* **REQUIRED WORK**: Take the entries below and print, exactly, the stretch from the line containing "frames using tokio-util." through the line containing "if size > self.max_frame_size", both included.

* **Collected data**:
::::

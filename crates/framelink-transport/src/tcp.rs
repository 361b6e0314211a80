use std::net::{SocketAddr, TcpListener, TcpStream, ToSocketAddrs};

use tracing::{debug, info};

use crate::error::{Result, TransportError};
use crate::traits::NetStream;

/// TCP listener.
pub struct TcpTransport {
    listener: TcpListener,
    local_addr: SocketAddr,
}

impl TcpTransport {
    /// Bind and listen on a TCP address (`host:port`; port 0 picks a free port).
    pub fn bind(addr: &str) -> Result<Self> {
        let bind_err = |source: std::io::Error| TransportError::Bind {
            addr: addr.to_string(),
            source,
        };
        let listener = TcpListener::bind(addr).map_err(bind_err)?;
        let local_addr = listener.local_addr().map_err(bind_err)?;
        info!(%local_addr, "listening on tcp");
        Ok(Self {
            listener,
            local_addr,
        })
    }

    /// Accept an incoming connection (blocking).
    pub fn accept(&self) -> Result<NetStream> {
        let (stream, peer) = self.listener.accept().map_err(TransportError::Accept)?;
        stream.set_nodelay(true)?;
        debug!(%peer, "accepted tcp connection");
        Ok(NetStream::from_tcp(stream))
    }

    /// Connect to a listening TCP address (blocking).
    pub fn connect(addr: impl ToSocketAddrs + std::fmt::Display) -> Result<NetStream> {
        let stream = TcpStream::connect(&addr).map_err(|source| TransportError::Connect {
            addr: addr.to_string(),
            source,
        })?;
        stream.set_nodelay(true)?;
        debug!(%addr, "connected over tcp");
        Ok(NetStream::from_tcp(stream))
    }

    /// The bound local address.
    pub fn local_addr(&self) -> SocketAddr {
        self.local_addr
    }
}
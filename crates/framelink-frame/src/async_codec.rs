//! Async codec for length-prefixed frames using tokio-util.
//!
//! [`LengthPrefixCodec`] speaks the same wire format as [`FrameReader`] and
//! [`FrameWriter`], so an async peer built on `tokio_util::codec::Framed` can
//! talk to a blocking one.
//!
//! Deadlines are not applied here; wrap futures in `tokio::time::timeout`.
//!
//! [`FrameReader`]: crate::FrameReader
//! [`FrameWriter`]: crate::FrameWriter

use bytes::{Bytes, BytesMut};
use tokio_util::codec::{Decoder, Encoder};

use crate::codec::{decode_frame, encode_frame, DEFAULT_MAX_FRAME_SIZE};
use crate::error::FrameError;

#[derive(Clone, Debug)]
pub struct LengthPrefixCodec {
    max_frame_size: usize,
}

impl LengthPrefixCodec {
    /// Codec with the default 64 MiB frame limit.
    #[must_use]
    pub fn new() -> Self {
        Self::with_max_frame_size(DEFAULT_MAX_FRAME_SIZE)
    }

    #[must_use]
    pub fn with_max_frame_size(max_frame_size: usize) -> Self {
        Self { max_frame_size }
    }

    #[must_use]
    pub fn max_frame_size(&self) -> usize {
        self.max_frame_size
    }

    fn check_size(&self, size: usize) -> Result<(), FrameError> {
        if size > self.max_frame_size {
            return Err(FrameError::FrameTooLarge {
                size,
                max: self.max_frame_size,
            });
        }
        Ok(())
    }
}

impl Default for LengthPrefixCodec {
    fn default() -> Self {
        Self::new()
    }
}

impl Decoder for LengthPrefixCodec {
    type Item = BytesMut;
    type Error = FrameError;

    fn decode(&mut self, src: &mut BytesMut) -> Result<Option<Self::Item>, Self::Error> {
        decode_frame(src, self.max_frame_size)
    }

    fn decode_eof(&mut self, buf: &mut BytesMut) -> Result<Option<Self::Item>, Self::Error> {
        match self.decode(buf)? {
            Some(frame) => Ok(Some(frame)),
            None if buf.is_empty() => Ok(None),
            None => Err(FrameError::ConnectionClosed),
        }
    }
}

impl Encoder<&[u8]> for LengthPrefixCodec {
    type Error = FrameError;

    fn encode(&mut self, item: &[u8], dst: &mut BytesMut) -> Result<(), Self::Error> {
        self.check_size(item.len())?;
        encode_frame(item, dst)
    }
}

impl Encoder<Bytes> for LengthPrefixCodec {
    type Error = FrameError;

    fn encode(&mut self, item: Bytes, dst: &mut BytesMut) -> Result<(), Self::Error> {
        self.encode(item.as_ref(), dst)
    }
}

#[cfg(test)]
mod tests {
    use futures_util::{SinkExt, StreamExt};
    use tokio_util::codec::{FramedRead, FramedWrite};

    use super::*;

    #[tokio::test]
    async fn framed_roundtrip_over_duplex() {
        let (client, server) = tokio::io::duplex(64);
        let mut sink = FramedWrite::new(client, LengthPrefixCodec::new());
        let mut source = FramedRead::new(server, LengthPrefixCodec::new());

        let writer = tokio::spawn(async move {
            sink.send(Bytes::from_static(b"first")).await.unwrap();
            sink.send(Bytes::from(vec![0x5A; 1000])).await.unwrap();
            sink.send(Bytes::new()).await.unwrap();
        });

        assert_eq!(source.next().await.unwrap().unwrap().as_ref(), b"first");
        assert_eq!(source.next().await.unwrap().unwrap().len(), 1000);
        assert!(source.next().await.unwrap().unwrap().is_empty());
        writer.await.unwrap();
        assert!(source.next().await.is_none());
    }

    #[test]
    fn decode_rejects_oversized_header() {
        let mut codec = LengthPrefixCodec::with_max_frame_size(8);
        let mut src = BytesMut::from(&9u32.to_be_bytes()[..]);
        assert!(matches!(
            codec.decode(&mut src),
            Err(FrameError::FrameTooLarge { size: 9, max: 8 })
        ));
    }

    #[test]
    fn encode_rejects_oversized_payload() {
        let mut codec = LengthPrefixCodec::with_max_frame_size(2);
        let mut dst = BytesMut::new();
        assert!(codec.encode(&b"abc"[..], &mut dst).is_err());
        assert!(dst.is_empty());
    }

    #[test]
    fn truncated_frame_at_eof_is_an_error() {
        let mut codec = LengthPrefixCodec::new();
        let mut src = BytesMut::from(&[0u8, 0, 0, 5, b'h', b'i'][..]);
        assert!(matches!(
            codec.decode_eof(&mut src),
            Err(FrameError::ConnectionClosed)
        ));
    }

    #[test]
    fn blocking_writer_output_decodes() {
        let mut writer = crate::FrameWriter::new(Vec::new());
        writer.write_frame(b"sync").unwrap();

        let mut src = BytesMut::from(&writer.into_inner()[..]);
        let frame = LengthPrefixCodec::new().decode(&mut src).unwrap().unwrap();
        assert_eq!(frame.as_ref(), b"sync");
    }
}
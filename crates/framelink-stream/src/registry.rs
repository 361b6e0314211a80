use std::collections::HashMap;
use std::sync::{Mutex, MutexGuard, PoisonError};

/// Pending calls keyed by sequence number.
///
/// Every removal goes through the same lock, so for a given sequence number
/// exactly one of the response path, the send-failure path or the close
/// drain gets the entry back; the others see `None`.
#[derive(Debug)]
pub struct CallRegistry<T> {
    pending: Mutex<HashMap<u64, T>>,
}

impl<T> CallRegistry<T> {
    pub fn new() -> Self {
        Self {
            pending: Mutex::new(HashMap::new()),
        }
    }

    /// Register `pending` under `seq`, returning any entry it displaced.
    pub fn store(&self, seq: u64, pending: T) -> Option<T> {
        self.lock().insert(seq, pending)
    }

    /// Remove `seq` without handing the entry back.
    pub fn delete(&self, seq: u64) {
        self.lock().remove(&seq);
    }

    /// Atomically remove and return the entry for `seq`.
    pub fn claim_and_delete(&self, seq: u64) -> Option<T> {
        self.lock().remove(&seq)
    }

    pub fn len(&self) -> usize {
        self.lock().len()
    }

    pub fn is_empty(&self) -> bool {
        self.lock().is_empty()
    }

    /// Remove every entry.
    pub fn drain(&self) -> Vec<(u64, T)> {
        self.lock().drain().collect()
    }

    // The map holds no cross-entry invariant, so a poisoned lock is safe to reuse.
    fn lock(&self) -> MutexGuard<'_, HashMap<u64, T>> {
        self.pending.lock().unwrap_or_else(PoisonError::into_inner)
    }
}

impl<T> Default for CallRegistry<T> {
    fn default() -> Self {
        Self::new()
    }
}
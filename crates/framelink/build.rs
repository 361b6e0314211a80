fn main() {
    if let Ok(target) = std::env::var("TARGET") {
        println!("cargo:rustc-env=FRAMELINK_BUILD_TARGET={target}");
    }
    println!("cargo:rerun-if-env-changed=TARGET");
}
//! Request/response multiplexing for framelink.
//!
//! Many threads share one framed connection. Each outbound two-way request
//! carries a sequence number that the peer echoes in its response, so
//! responses can arrive in any order and still reach the right caller.
//! One-way requests carry no sequence number and expect no answer.
//!
//! Payload layout inside a frame:
//!
//! ```text
//! ┌──────────┬───────────────────────┬──────────────────┐
//! │ Header   │ Sequence (8B, BE)     │ Application      │
//! │ (1B)     │ two-way + responses   │ bytes            │
//! └──────────┴───────────────────────┴──────────────────┘
//! ```

pub mod call;
pub mod config;
pub mod error;
pub mod header;
pub mod registry;
pub mod stream;
pub mod writer;

pub use call::Call;
pub use config::{SaturationPolicy, StreamConfig};
pub use error::{Result, RpcError};
pub use header::{Header, MessageKind, FLAG_ONE_WAY, FLAG_REQUEST, SEQ_SIZE};
pub use registry::CallRegistry;
pub use stream::{RequestHandler, Stream, StreamState, WriteErrorHandler};
pub use writer::{InputError, SerializedWriter};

::::

* **OUTPUT FOR THIS TASK**:
//! Async codec for length-prefixed frames using tokio-util.
//!
//! [`LengthPrefixCodec`] speaks the same wire format as [`FrameReader`] and
//! [`FrameWriter`], so an async peer built on `tokio_util::codec::Framed` can
//! talk to a blocking one.
//!
//! Deadlines are not applied here; wrap futures in `tokio::time::timeout`.
//!
//! [`FrameReader`]: crate::FrameReader
//! [`FrameWriter`]: crate::FrameWriter

use bytes::{Bytes, BytesMut};
use tokio_util::codec::{Decoder, Encoder};

use crate::codec::{decode_frame, encode_frame, DEFAULT_MAX_FRAME_SIZE};
use crate::error::FrameError;

#[derive(Clone, Debug)]
pub struct LengthPrefixCodec {
    max_frame_size: usize,
}

impl LengthPrefixCodec {
    /// Codec with the default 64 MiB frame limit.
    #[must_use]
    pub fn new() -> Self {
        Self::with_max_frame_size(DEFAULT_MAX_FRAME_SIZE)
    }

    #[must_use]
    pub fn with_max_frame_size(max_frame_size: usize) -> Self {
        Self { max_frame_size }
    }

    #[must_use]
    pub fn max_frame_size(&self) -> usize {
        self.max_frame_size
    }

    fn check_size(&self, size: usize) -> Result<(), FrameError> {
        if size > self.max_frame_size {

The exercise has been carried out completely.